Alla scoperta dell’operetta con Mazzuccato e Cosotti e il Violino della Shoa

23 Agosto 2021

PESCARA. Il Pescara Liberty Festival annunciato da spettacolari giochi d’acqua entra nel vivo e da questa sera a sabato 28 agosto proporrà all’ex Aurum cinque concerti ogni sera (ingresso libero con...

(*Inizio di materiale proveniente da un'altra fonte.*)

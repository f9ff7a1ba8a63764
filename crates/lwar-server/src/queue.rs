// queue.rs — the outbound message queue
//
// Every queued message carries a destination bit-set over client slots plus
// per-client delivery metadata. Unreliable messages go out once per
// destination; reliable ones are retransmitted on a timer until the client's
// piggybacked ack covers their seqno. A message is reclaimed once no
// connected client still has its bit set.

use lwar_common::clock::Clock;
use lwar_common::id::ID_NONE;
use lwar_common::message::{LeaveReason, Message, StatsInfo};
use lwar_common::pool::Pool;

use crate::client::{Client, ClientSet};
use crate::config::{MAX_CLIENTS, RETRANSMIT_INTERVAL};
use crate::physics::Collision;
use crate::server::Server;

#[derive(Debug, Clone, Copy, Default)]
pub struct PerClient {
    pub seqno: u32,
    pub tries: u32,
    pub last_tx: Clock,
}

pub struct QueuedMessage {
    pub msg: Message,
    pub dest: ClientSet,
    pub per_client: [PerClient; MAX_CLIENTS],
}

impl Default for QueuedMessage {
    fn default() -> Self {
        QueuedMessage {
            msg: Message::Synced,
            dest: ClientSet::EMPTY,
            per_client: [PerClient::default(); MAX_CLIENTS],
        }
    }
}

fn qm_create(sv: &mut Server, msg: Message) -> Option<u16> {
    let Some(n) = sv.queue.alloc() else {
        log::error!("message queue exhausted, dropping tag {}", msg.tag());
        return None;
    };
    sv.queue.get_mut(n).expect("freshly allocated").msg = msg;
    Some(n)
}

/// Stamp the per-destination seqno from the sending side of the client's
/// reliable or unreliable stream and mark the destination bit.
fn qm_enqueue(qm: &mut QueuedMessage, c: &mut Client, n: u16) {
    qm.dest.insert(n);
    let pc = &mut qm.per_client[n as usize];
    pc.seqno = if qm.msg.is_reliable() {
        let s = c.next_out_reliable_seqno;
        c.next_out_reliable_seqno += 1;
        s
    } else {
        let s = c.next_out_unreliable_seqno;
        c.next_out_unreliable_seqno += 1;
        s
    };
    pc.tries = 0;
    pc.last_tx = 0;
}

pub fn queue_unicast(sv: &mut Server, c: u16, msg: Message) {
    let Some(qi) = qm_create(sv, msg) else { return };
    let Server { queue, clients, .. } = sv;
    let qm = queue.get_mut(qi).expect("just allocated");
    if let Some(client) = clients.get_mut(c) {
        qm_enqueue(qm, client, c);
    }
}

pub fn queue_broadcast(sv: &mut Server, msg: Message) {
    let Some(qi) = qm_create(sv, msg) else { return };
    let Server { queue, clients, .. } = sv;
    let qm = queue.get_mut(qi).expect("just allocated");
    for n in clients.indices() {
        let client = clients.get_mut(n).expect("index snapshot");
        if client.dead {
            continue;
        }
        qm_enqueue(qm, client, n);
    }
}

// ============================================================
// Relevance and the send cursor
// ============================================================

/// One relevance decision per (client, message) per send pass. May clear the
/// destination bit (unreliable sent, or reliable acknowledged) and stamps the
/// transmission time of a reliable send.
fn qm_check_relevant(qm: &mut QueuedMessage, n: u16, c: &Client, now: Clock) -> bool {
    if !qm.dest.contains(n) {
        return false;
    }

    // unreliable: exactly once per destination
    if !qm.msg.is_reliable() {
        qm.dest.remove(n);
        return true;
    }

    let pc = &mut qm.per_client[n as usize];
    if pc.tries > 0 && pc.last_tx + RETRANSMIT_INTERVAL >= now {
        return false;
    }
    pc.last_tx = now;

    // already acknowledged
    if pc.seqno <= c.last_in_ack {
        qm.dest.remove(n);
        return false;
    }

    true
}

/// Resumable iterator over one client's sendable messages. The position
/// survives across datagram flushes within a tick; `tries` of the previously
/// yielded message is bumped when the caller comes back for the next one.
pub struct QueueCursor {
    order: Vec<u16>,
    pos: usize,
    yielded: Option<u16>,
}

impl QueueCursor {
    pub fn new(queue: &Pool<QueuedMessage>) -> Self {
        QueueCursor { order: queue.indices(), pos: 0, yielded: None }
    }

    /// Next relevant message for client `c`: (queue slot, stamped seqno,
    /// tries so far).
    pub fn next(
        &mut self,
        queue: &mut Pool<QueuedMessage>,
        clients: &Pool<Client>,
        c: u16,
        now: Clock,
    ) -> Option<(u16, u32, u32)> {
        if let Some(prev) = self.yielded.take() {
            if let Some(qm) = queue.get_mut(prev) {
                qm.per_client[c as usize].tries += 1;
            }
        }
        let client = clients.get(c)?;
        while self.pos < self.order.len() {
            let qi = self.order[self.pos];
            self.pos += 1;
            let Some(qm) = queue.get_mut(qi) else { continue };
            if !qm_check_relevant(qm, c, client, now) {
                continue;
            }
            let pc = &qm.per_client[c as usize];
            self.yielded = Some(qi);
            return Some((qi, pc.seqno, pc.tries));
        }
        None
    }
}

/// Reclaim messages no connected client still needs.
pub fn queue_cleanup(sv: &mut Server) {
    let connected = sv.connected;
    sv.queue.free_pred(|_, qm| qm.dest.disjoint(connected));
}

// ============================================================
// Event constructors
// ============================================================

pub fn queue_join(sv: &mut Server, c: u16) {
    let Some(client) = sv.clients.get(c) else { return };
    let msg = Message::Join { player: client.player.id, nick: client.player.name.clone() };
    queue_broadcast(sv, msg);
}

pub fn queue_leave(sv: &mut Server, c: u16, reason: LeaveReason) {
    let Some(client) = sv.clients.get(c) else { return };
    let msg = Message::Leave { player: client.player.id, reason };
    queue_broadcast(sv, msg);
}

/// Timeout removal broadcasts a LEAVE unless the client already said goodbye.
pub fn queue_timeout(sv: &mut Server, c: u16) {
    let announce = sv.clients.get(c).map(|cl| !cl.has_left).unwrap_or(false);
    if announce {
        queue_leave(sv, c, LeaveReason::Dropped);
    }
}

pub fn queue_add(sv: &mut Server, e: u16) {
    let Some(entity) = sv.entities.get(e) else { return };
    debug_assert!(!entity.dead);
    let player = entity
        .player
        .and_then(|p| sv.clients.get(p))
        .map(|c| c.player.id)
        .unwrap_or(ID_NONE);
    let msg = Message::Add { entity: entity.id, player, type_id: entity.etype.id };
    queue_broadcast(sv, msg);
}

pub fn queue_remove(sv: &mut Server, e: u16) {
    let Some(entity) = sv.entities.get(e) else { return };
    let msg = Message::Remove { entity: entity.id };
    queue_broadcast(sv, msg);
}

pub fn queue_kill(sv: &mut Server, killer: u16, victim: u16) {
    let k = sv.clients.get(killer).map(|c| c.player.id).unwrap_or(ID_NONE);
    let v = sv.clients.get(victim).map(|c| c.player.id).unwrap_or(ID_NONE);
    queue_broadcast(sv, Message::Kill { killer: k, victim: v });
}

pub fn queue_collision(sv: &mut Server, col: &Collision) {
    let ids = [
        sv.entities.get(col.e[0]).map(|e| e.id).unwrap_or(ID_NONE),
        sv.entities.get(col.e[1]).map(|e| e.id).unwrap_or(ID_NONE),
    ];
    let msg = Message::Collision {
        entities: ids,
        x: col.x.x.clamp(i16::MIN as f32, i16::MAX as f32) as i16,
        y: col.x.y.clamp(i16::MIN as f32, i16::MAX as f32) as i16,
    };
    queue_broadcast(sv, msg);
}

pub fn queue_stats(sv: &mut Server) {
    let info: Vec<StatsInfo> = sv
        .clients
        .iter()
        .filter(|(_, c)| !c.dead)
        .map(|(_, c)| StatsInfo {
            player: c.player.id,
            kills: c.player.kills,
            deaths: c.player.deaths,
            ping: c.ping,
        })
        .collect();
    queue_broadcast(sv, Message::Stats { info });
}

/// Rebroadcast a client-originated message (chat, selection, rename).
pub fn queue_forward(sv: &mut Server, msg: Message) {
    queue_broadcast(sv, msg);
}

/// Everything a fresh client needs to catch up: who is here, what exists,
/// and a marker that the snapshot is complete.
pub fn queue_gamestate_for(sv: &mut Server, c: u16) {
    for other in sv.clients.indices() {
        if other == c {
            continue;
        }
        let Some(cl) = sv.clients.get(other) else { continue };
        if cl.dead {
            continue;
        }
        let msg = Message::Join { player: cl.player.id, nick: cl.player.name.clone() };
        queue_unicast(sv, c, msg);
    }
    for e in sv.entities.indices() {
        let Some(entity) = sv.entities.get(e) else { continue };
        if entity.dead || entity.etype.formats.is_empty() {
            continue;
        }
        let player = entity
            .player
            .and_then(|p| sv.clients.get(p))
            .map(|cl| cl.player.id)
            .unwrap_or(ID_NONE);
        let msg = Message::Add { entity: entity.id, player, type_id: entity.etype.id };
        queue_unicast(sv, c, msg);
    }
    queue_unicast(sv, c, Message::Synced);
}
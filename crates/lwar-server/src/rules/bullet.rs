// rules/bullet.rs — plain projectiles

use lwar_common::clock::Clock;
use lwar_common::message::UpdateKind;
use lwar_common::vector::{Real, Vec2, VEC2_ZERO};

use crate::entity::{self, EntityType, NO_SLOT};
use crate::config::NUM_SLOTS;
use crate::rules::TYPE_BULLET;
use crate::server::Server;

const LIFETIME: Clock = 5000;

pub static BULLET: EntityType = EntityType {
    id: TYPE_BULLET,
    name: "bullet",
    act: Some(decay),
    collide: Some(hit),
    init_interval: 100,
    init_energy: 0.0,
    init_health: 100.0,
    init_shield: 1.0,
    init_len: 0.0,
    init_mass: 0.1,
    init_radius: 8.0,
    // max_a.y doubles as the muzzle speed of whoever fires one
    max_a: Vec2::new(0.0, 500.0),
    max_b: VEC2_ZERO,
    max_rot: 0.0,
    collides: true,
    bounces: true,
    formats: &[UpdateKind::Pos],
    slots: [NO_SLOT; NUM_SLOTS],
};

fn decay(sv: &mut Server, bullet: u16) {
    if let Some(e) = sv.entities.get_mut(bullet) {
        if e.age > LIFETIME {
            e.health = 0.0;
        }
    }
}

fn hit(sv: &mut Server, bullet: u16, other: u16, impact: Real) {
    // the bounce velocity is kept; only the hull suffers
    let attacker = sv.entities.get(other).and_then(|e| e.player);
    entity::entity_hit(sv, bullet, 0.05 * impact, attacker);
}
/// Drain all pending inbound datagrams.
pub fn protocol_recv(sv: &mut Server) {
    sv.perf.start(PerfTimer::Recv);
    sv.stats.nrecv = 0;

    loop {
        let mut p = PacketBuf::new();
        let received = match sv.conn_clients.as_ref() {
            Some(conn) => conn.recv(p.recv_space()),
            None => break,
        };
        match received {
            Ok(Some((n, adr))) => {
                p.set_received(n);
                sv.stats.nrecv += 1;
                packet_scan(sv, &mut p, adr);
            }
            Ok(None) => break,
            Err(e) => {
                // not attributable to a client portably; drop and move on
                log::warn!("receive failed: {}", e);
                break;
            }
        }
    }

    sv.perf.stop(PerfTimer::Recv);
    sv.perf.count(PerfCounter::Recv, sv.stats.nrecv);
}

// ============================================================
// Outbound
// ============================================================

fn packet_init_header(p: &mut PacketBuf, ack: u32) {
    p.clear();
    let ok = p.put(|w| Header::new(ack).pack(w));
    debug_assert!(ok);
}

fn flush_and_reinit(
    conn: &Endpoint,
    adr: &Address,
    p: &mut PacketBuf,
    ack: u32,
    nsend: &mut u32,
) -> io::Result<()> {
    if p.has_payload() {
        conn.send(p.bytes(), adr)?;
        *nsend += 1;
    }
    packet_init_header(p, ack);
    Ok(())
}

/// One client's full flush: queued messages, then per-format snapshot
/// batches, chunked across as many datagrams as needed.
#[allow(clippy::too_many_arguments)]
fn send_messages_for(
    now: Clock,
    conn: &Endpoint,
    queue: &mut Pool<QueuedMessage>,
    clients: &mut Pool<Client>,
    entities: &Pool<Entity>,
    formats: &[Format],
    stats: &mut TickStats,
    c: u16,
) -> io::Result<()> {
    let (adr, ack) = match clients.get(c) {
        Some(cl) => (cl.adr, cl.last_in_reliable_seqno),
        None => return Ok(()),
    };

    let mut p = PacketBuf::new();
    packet_init_header(&mut p, ack);

    let mut cursor = QueueCursor::new(queue);
    while let Some((qi, seqno, tries)) = cursor.next(queue, clients, c, now) {
        if tries > 0 {
            stats.nresend += 1;
        } else if queue.get(qi).map(|qm| qm.msg.is_reliable()).unwrap_or(false) {
            log::debug!("<{} {:?}", c, queue.get(qi).map(|qm| &qm.msg));
        }
        loop {
            let msg = &queue.get(qi).expect("cursor yields live slots").msg;
            if p.put(|w| msg.pack(seqno, w)) {
                break;
            }
            flush_and_reinit(conn, &adr, &mut p, ack, &mut stats.nsend)?;
        }
    }

    for f in formats {
        let live: Vec<u16> = f
            .members
            .iter()
            .copied()
            .filter(|&n| entities.get(n).map(|e| !e.dead).unwrap_or(false))
            .collect();
        let mut it = live.iter();
        let mut remaining = live.len();
        while remaining > 0 {
            let k = remaining.min(p.update_capacity(f.record_len));
            if k == 0 {
                flush_and_reinit(conn, &adr, &mut p, ack, &mut stats.nsend)?;
                continue;
            }
            let seqno = {
                let cl = clients.get_mut(c).expect("checked at entry");
                let s = cl.next_out_unreliable_seqno;
                cl.next_out_unreliable_seqno += 1;
                s
            };
            let header = Message::Update { kind: f.kind, n: k as u8 };
            let ok = p.put(|w| header.pack(seqno, w));
            assert!(ok, "update header must fit after capacity check");
            for _ in 0..k {
                let n = *it.next().expect("remaining tracks the iterator");
                let e = entities.get(n).expect("filtered for liveness");
                let ok = p.put(|w| format::pack_record(f.kind, e, entities, clients, w));
                assert!(ok, "update record must fit after capacity check");
                remaining -= 1;
            }
        }
    }

    if p.has_payload() {
        conn.send(p.bytes(), &adr)?;
        stats.nsend += 1;
    }
    Ok(())
}
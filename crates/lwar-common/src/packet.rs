// packet.rs — bounded datagram build/consume buffer
//
// A packet is a 512-byte window with start/end cursors. Packing past the
// datagram limit is a recoverable signal: the writer lands in the slack
// region past the limit, the commit is refused, and the caller flushes and
// retries. The slack is sized for the largest single message (a full-length
// chat), so a refused pack never writes out of bounds.

use crate::wire::{Reader, Writer};

pub const MAX_PACKET_LENGTH: usize = 512;

/// app_id + ack.
pub const HEADER_LENGTH: usize = 8;

/// Update batch header: tag, seqno, record count.
pub const UPDATE_HEADER_LENGTH: usize = 6;

const SLACK: usize = 10 + 255 + 16;

pub struct PacketBuf {
    data: [u8; MAX_PACKET_LENGTH + SLACK],
    start: usize,
    end: usize,
}

impl Default for PacketBuf {
    fn default() -> Self {
        Self::new()
    }
}

impl PacketBuf {
    pub fn new() -> Self {
        Self { data: [0; MAX_PACKET_LENGTH + SLACK], start: 0, end: 0 }
    }

    pub fn clear(&mut self) {
        self.start = 0;
        self.end = 0;
    }

    pub fn len(&self) -> usize {
        self.end - self.start
    }

    pub fn is_empty(&self) -> bool {
        self.start == self.end
    }

    /// True once the packet carries anything beyond the datagram header.
    pub fn has_payload(&self) -> bool {
        self.start + HEADER_LENGTH < self.end
    }

    /// Append whatever `pack` writes. Returns false (leaving the packet
    /// unchanged) when the result would cross the datagram limit.
    pub fn put(&mut self, pack: impl FnOnce(&mut Writer)) -> bool {
        let mut w = Writer::new(&mut self.data[self.end..]);
        pack(&mut w);
        let n = w.pos();
        if n != 0 && self.end + n <= MAX_PACKET_LENGTH {
            self.end += n;
            true
        } else {
            false
        }
    }

    /// Consume the next item. `None` on exhaustion or when `unpack` fails;
    /// a failed unpack consumes nothing.
    pub fn get<T>(&mut self, unpack: impl FnOnce(&mut Reader) -> Option<T>) -> Option<T> {
        if self.start == self.end {
            return None;
        }
        let mut r = Reader::new(&self.data[self.start..self.end]);
        let v = unpack(&mut r)?;
        debug_assert!(r.pos() > 0);
        self.start += r.pos();
        Some(v)
    }

    /// Decode at a caller-tracked cursor without consuming.
    pub fn peek<T>(
        &self,
        pos: &mut usize,
        unpack: impl FnOnce(&mut Reader) -> Option<T>,
    ) -> Option<T> {
        if self.start + *pos >= self.end {
            return None;
        }
        let mut r = Reader::new(&self.data[self.start + *pos..self.end]);
        let v = unpack(&mut r)?;
        *pos += r.pos();
        Some(v)
    }

    /// How many fixed-size update records still fit after one more update
    /// header.
    pub fn update_capacity(&self, record_len: usize) -> usize {
        let after_header = self.end + UPDATE_HEADER_LENGTH;
        if after_header < MAX_PACKET_LENGTH {
            (MAX_PACKET_LENGTH - after_header) / record_len
        } else {
            0
        }
    }

    /// Finished datagram bytes for transmission.
    pub fn bytes(&self) -> &[u8] {
        &self.data[self.start..self.end]
    }

    /// Writable backing store for a receive.
    pub fn recv_space(&mut self) -> &mut [u8] {
        &mut self.data[..MAX_PACKET_LENGTH]
    }

    /// Mark `n` received bytes as the packet's contents.
    pub fn set_received(&mut self, n: usize) {
        debug_assert!(n <= MAX_PACKET_LENGTH);
        self.start = 0;
        self.end = n;
    }
}

#[cfg(test)]
mod tests {
    use super::*;

    #[test]
    fn put_then_get() {
        let mut p = PacketBuf::new();
        assert!(p.put(|w| w.put_u32(0xdeadbeef)));
        assert!(p.put(|w| w.put_u16(7)));
        assert_eq!(p.len(), 6);
        assert_eq!(p.get(|r| r.get_u32()), Some(0xdeadbeef));
        assert_eq!(p.get(|r| r.get_u16()), Some(7));
        assert_eq!(p.get(|r| r.get_u8()), None);
    }

    #[test]
    fn overflow_is_refused_not_fatal() {
        let mut p = PacketBuf::new();
        for _ in 0..(MAX_PACKET_LENGTH / 4) {
            assert!(p.put(|w| w.put_u32(1)));
        }
        assert_eq!(p.len(), MAX_PACKET_LENGTH);
        assert!(!p.put(|w| w.put_u8(1)));
        assert_eq!(p.len(), MAX_PACKET_LENGTH); // unchanged
    }

    #[test]
    fn oversized_single_pack_lands_in_slack() {
        let mut p = PacketBuf::new();
        // fill to just under the limit, then attempt a max-length string
        for _ in 0..((MAX_PACKET_LENGTH - 4) / 4) {
            assert!(p.put(|w| w.put_u32(0)));
        }
        let big = "x".repeat(255);
        assert!(!p.put(|w| w.put_str(&big)));
    }

    #[test]
    fn peek_does_not_consume() {
        let mut p = PacketBuf::new();
        p.put(|w| w.put_u16(42));
        let mut pos = 0;
        assert_eq!(p.peek(&mut pos, |r| r.get_u16()), Some(42));
        assert_eq!(pos, 2);
        assert_eq!(p.get(|r| r.get_u16()), Some(42));
    }

    #[test]
    fn payload_accounting() {
        let mut p = PacketBuf::new();
        p.put(|w| {
            w.put_u32(1);
            w.put_u32(2);
        });
        assert!(!p.has_payload()); // header only
        p.put(|w| w.put_u8(3));
        assert!(p.has_payload());
    }

    #[test]
    fn update_capacity_accounts_for_header() {
        let p = PacketBuf::new();
        let n = p.update_capacity(10);
        assert_eq!(n, (MAX_PACKET_LENGTH - UPDATE_HEADER_LENGTH) / 10);
        let mut p = PacketBuf::new();
        while p.len() + 4 <= MAX_PACKET_LENGTH {
            p.put(|w| w.put_u32(0));
        }
        assert_eq!(p.update_capacity(10), 0);
    }

    #[test]
    fn receive_roundtrip() {
        let mut p = PacketBuf::new();
        p.recv_space()[..3].copy_from_slice(&[9, 8, 7]);
        p.set_received(3);
        assert_eq!(p.bytes(), &[9, 8, 7]);
    }
}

PESCARA. Il Pescara Liberty Festival annunciato da spettacolari giochi d’acqua entra nel vivo e da questa sera a sabato 28 agosto proporrà all’ex Aurum cinque concerti ogni sera (ingresso libero con Green pass o tampone). E si parte in allegria con il primo degli spettacoli di punta: il Gran Galà dell’operetta .
Star della serata il soprano Daniela Mazzucato pronta ad esibirsi con il tenore Max René Cosotti, coppia nella vita e sulla scena. Forti di esibizioni in tutto il mondo, la loro è una lunga carriera, ricca di successi e impreziosita da importanti interpretazioni, collaborazioni e premi. Con loro sul palco il tenore Andrea Binetti – che firma anche la regia dello spettacolo -– riconosciuto «l’erede dell’arte di Sandro Massimini», il massimo esponente italiano dell’Operetta e della Piccolo Lirica del secondo Novecento.
Parte integrante del progetto, è l’orchestra del Conservatorio “Luisa D’Annunzio” di Pescara diretta dal talentoso Giuseppe Fabrizio, formatosi tra l’Abruzzo e Vienna e oggi docente lui stesso e che, felicissimo dell’invito, ha commentato: «Sono onorato di essere stato scelto come direttore d’orchestra e pianistadel PescaraLiberty Festival. Devo ringraziare per questo il direttore artistico Sergio Rendine che da sempre crede in me, il sindaco e l'amministrazione comunale per aver voluto questo evento».
Il pubblico sarà così trasportato in un viaggio alla scoperta dell’operetta, che ebbe il suo massimo splendore nella seconda metà dell’Ottocento e rappresenta il meglio della Belle Epoque che si concluse con l’avvento della Prima Guerra Mondiale. In programma musiche di Lehar, Abraham, Ranzato. Ma c’è di più: il festival alza il sipario tutte le sere alle 20.30 con il Liberty trio, formato da Alessandra Sonia Romano al violino, Luca Colardo al violoncello, Sandra Conte al pianoforte. Uno dei momenti più emozionanti del concerto sarà l’esecuzione del brano Kaddisch di Ravel, di epoca Liberty perché del 1914 ma con un significato in più: per l’occasione, e solo per questo brano, Alessandra Sonia Romano suonerà il Violino della Shoa, unico esemplare ritrovato nel 2014 in una bottega di Torino e appartenente ad Eva Maria Levi, deportata e non sopravvissuta ai campi di concentramento di Birkenau. Alle 22.30, riflettori su Belle Epoque e Polvere da sparo: atto unico scritto e diretto da Paolo Coletta con due big del teatro: Margherita Di Rauso eLello Giulivo, cantante, attore, mimo. Musiche eseguite dal Susette Bon Bon Trio. Lo spettacolo ci riporta in una Napoli del 1915 e ha tutti gli ingredienti di un divertente noir in musica.
Alle 23.45, il pubblico potrà tuffarsi nel mondo di Erik Satie, con il gruppo parigino di Mimmo Malandra e il Quartetto Parigino. Sul palco Mimmo Malandra al sax, Vincenzo De Ritis, fisarmonica, Mathilde Lauridon al violino, Gregory Coniglio al contrabbasso. Con Il caso Satie e dintorni, questo il nome del progetto, sarà presentato un corpus di brani rappresentativi del periodo liberty, partendo da Erik Satie per arrivare a Debussy, Gardel, Joplin. Chiude la serata alle 00.30, lo spettacolo Napoli e il cafè chantant ,con protagonista, Nando Citarella (cantattore, chitarrino e putipù).